— PROMPT —
Using the data that follows, give the number of lines in which the word "ForbiddenResource" occurs. Write only the number.

— RECORDS SUPPLIED —
+ + +

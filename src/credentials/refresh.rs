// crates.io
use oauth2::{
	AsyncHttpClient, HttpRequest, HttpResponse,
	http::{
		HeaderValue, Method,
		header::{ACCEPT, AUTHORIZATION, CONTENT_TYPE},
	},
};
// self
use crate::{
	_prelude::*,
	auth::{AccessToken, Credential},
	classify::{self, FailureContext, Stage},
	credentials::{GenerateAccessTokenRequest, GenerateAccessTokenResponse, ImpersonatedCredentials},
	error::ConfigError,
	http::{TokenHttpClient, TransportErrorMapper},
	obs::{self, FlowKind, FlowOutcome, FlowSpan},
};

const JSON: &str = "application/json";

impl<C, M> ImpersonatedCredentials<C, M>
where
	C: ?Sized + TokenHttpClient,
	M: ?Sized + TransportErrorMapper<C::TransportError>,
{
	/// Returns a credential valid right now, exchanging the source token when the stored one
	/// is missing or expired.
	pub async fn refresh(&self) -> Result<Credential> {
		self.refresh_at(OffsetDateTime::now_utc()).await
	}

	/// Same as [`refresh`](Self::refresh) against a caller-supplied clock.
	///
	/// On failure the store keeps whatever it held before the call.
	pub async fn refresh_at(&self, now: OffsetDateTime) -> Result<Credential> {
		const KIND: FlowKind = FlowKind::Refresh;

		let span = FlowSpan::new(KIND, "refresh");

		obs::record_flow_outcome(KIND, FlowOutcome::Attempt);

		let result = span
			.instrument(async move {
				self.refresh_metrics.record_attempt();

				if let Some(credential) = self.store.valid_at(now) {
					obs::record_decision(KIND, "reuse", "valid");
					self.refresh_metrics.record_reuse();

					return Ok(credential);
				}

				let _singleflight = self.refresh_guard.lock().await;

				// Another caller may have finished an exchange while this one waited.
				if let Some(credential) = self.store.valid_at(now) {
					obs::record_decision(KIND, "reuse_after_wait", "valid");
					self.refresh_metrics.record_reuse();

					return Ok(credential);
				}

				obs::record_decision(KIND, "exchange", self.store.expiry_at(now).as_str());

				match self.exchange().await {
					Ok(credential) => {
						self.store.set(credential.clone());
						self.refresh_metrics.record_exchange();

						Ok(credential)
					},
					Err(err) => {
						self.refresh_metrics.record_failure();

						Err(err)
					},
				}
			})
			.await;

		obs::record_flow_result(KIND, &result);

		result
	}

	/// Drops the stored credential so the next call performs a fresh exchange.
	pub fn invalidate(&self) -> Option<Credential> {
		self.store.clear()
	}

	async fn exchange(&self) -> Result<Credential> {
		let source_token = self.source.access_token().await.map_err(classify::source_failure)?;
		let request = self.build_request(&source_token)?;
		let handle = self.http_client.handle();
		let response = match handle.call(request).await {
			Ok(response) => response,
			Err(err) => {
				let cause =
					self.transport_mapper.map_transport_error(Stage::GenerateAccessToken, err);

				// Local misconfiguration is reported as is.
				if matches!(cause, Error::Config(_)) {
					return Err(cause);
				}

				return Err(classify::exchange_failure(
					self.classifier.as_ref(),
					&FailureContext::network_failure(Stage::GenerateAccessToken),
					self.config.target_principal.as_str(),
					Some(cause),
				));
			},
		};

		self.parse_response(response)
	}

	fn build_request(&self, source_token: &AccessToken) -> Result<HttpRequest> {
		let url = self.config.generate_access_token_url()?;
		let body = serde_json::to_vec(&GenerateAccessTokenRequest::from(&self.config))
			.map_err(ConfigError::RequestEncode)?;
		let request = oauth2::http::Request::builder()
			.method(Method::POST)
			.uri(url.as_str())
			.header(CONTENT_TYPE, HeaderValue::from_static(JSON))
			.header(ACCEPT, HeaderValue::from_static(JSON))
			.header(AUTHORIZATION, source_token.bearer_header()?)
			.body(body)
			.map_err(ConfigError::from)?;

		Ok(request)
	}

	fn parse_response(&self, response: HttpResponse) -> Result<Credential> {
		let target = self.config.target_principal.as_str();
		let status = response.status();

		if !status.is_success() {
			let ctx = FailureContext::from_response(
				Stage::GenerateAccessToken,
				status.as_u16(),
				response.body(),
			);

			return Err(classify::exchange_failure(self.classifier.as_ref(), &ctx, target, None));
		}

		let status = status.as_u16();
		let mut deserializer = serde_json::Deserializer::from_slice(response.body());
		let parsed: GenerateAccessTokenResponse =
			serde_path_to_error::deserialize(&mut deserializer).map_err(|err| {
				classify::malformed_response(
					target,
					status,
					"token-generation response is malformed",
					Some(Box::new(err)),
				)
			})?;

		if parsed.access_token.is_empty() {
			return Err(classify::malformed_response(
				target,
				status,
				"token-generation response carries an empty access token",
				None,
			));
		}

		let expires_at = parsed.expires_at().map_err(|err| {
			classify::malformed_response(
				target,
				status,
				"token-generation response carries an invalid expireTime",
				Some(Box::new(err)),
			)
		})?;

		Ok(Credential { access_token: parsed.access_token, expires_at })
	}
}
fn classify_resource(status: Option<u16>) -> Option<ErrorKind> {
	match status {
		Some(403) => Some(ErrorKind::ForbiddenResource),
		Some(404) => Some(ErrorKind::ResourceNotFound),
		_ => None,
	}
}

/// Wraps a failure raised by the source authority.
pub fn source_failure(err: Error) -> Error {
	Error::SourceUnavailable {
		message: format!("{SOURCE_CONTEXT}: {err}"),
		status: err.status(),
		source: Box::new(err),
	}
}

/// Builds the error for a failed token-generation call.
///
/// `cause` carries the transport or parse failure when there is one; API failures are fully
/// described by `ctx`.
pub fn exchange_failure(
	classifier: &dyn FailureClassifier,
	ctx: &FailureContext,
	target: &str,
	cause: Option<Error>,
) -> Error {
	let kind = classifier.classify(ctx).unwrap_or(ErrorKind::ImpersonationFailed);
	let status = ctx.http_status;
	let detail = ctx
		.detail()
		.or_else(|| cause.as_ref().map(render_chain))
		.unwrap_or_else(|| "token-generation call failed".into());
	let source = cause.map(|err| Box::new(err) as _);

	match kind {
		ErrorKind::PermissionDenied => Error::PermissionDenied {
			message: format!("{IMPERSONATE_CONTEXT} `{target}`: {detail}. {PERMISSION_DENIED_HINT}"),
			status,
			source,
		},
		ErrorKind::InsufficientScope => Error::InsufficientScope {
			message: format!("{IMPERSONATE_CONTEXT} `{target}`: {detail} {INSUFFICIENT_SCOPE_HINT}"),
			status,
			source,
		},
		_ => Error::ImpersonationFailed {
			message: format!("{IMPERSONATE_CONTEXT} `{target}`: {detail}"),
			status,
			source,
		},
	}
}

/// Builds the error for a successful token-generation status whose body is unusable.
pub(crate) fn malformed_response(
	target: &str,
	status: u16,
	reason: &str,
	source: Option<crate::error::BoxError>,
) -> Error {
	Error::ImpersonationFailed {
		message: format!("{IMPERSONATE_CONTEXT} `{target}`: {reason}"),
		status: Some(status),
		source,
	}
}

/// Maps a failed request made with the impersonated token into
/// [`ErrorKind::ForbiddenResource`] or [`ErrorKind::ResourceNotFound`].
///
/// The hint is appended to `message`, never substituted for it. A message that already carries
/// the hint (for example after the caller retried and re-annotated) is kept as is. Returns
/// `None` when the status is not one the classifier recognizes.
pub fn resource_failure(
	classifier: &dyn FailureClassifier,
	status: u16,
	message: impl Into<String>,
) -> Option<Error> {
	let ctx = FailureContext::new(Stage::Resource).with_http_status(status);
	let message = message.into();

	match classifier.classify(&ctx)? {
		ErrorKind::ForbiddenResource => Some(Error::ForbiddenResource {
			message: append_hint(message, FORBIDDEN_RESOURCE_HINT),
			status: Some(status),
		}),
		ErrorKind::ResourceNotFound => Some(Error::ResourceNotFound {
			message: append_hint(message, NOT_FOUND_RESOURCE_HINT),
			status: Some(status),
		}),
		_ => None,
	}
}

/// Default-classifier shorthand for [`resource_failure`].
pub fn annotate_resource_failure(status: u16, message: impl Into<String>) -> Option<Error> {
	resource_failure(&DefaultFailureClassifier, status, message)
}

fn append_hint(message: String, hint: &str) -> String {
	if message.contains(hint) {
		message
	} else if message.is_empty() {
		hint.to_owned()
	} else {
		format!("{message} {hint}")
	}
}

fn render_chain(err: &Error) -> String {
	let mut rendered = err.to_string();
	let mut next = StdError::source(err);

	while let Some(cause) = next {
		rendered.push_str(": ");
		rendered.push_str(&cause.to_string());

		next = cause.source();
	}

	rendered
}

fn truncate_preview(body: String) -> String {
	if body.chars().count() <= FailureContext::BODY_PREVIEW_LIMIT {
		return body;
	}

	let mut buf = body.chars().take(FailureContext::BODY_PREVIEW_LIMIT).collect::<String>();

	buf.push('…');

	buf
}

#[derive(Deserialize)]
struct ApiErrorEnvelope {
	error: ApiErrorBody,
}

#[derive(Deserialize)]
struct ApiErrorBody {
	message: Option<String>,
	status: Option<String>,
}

+ + +

— SOLUTION FOR THIS PROBLEM —
3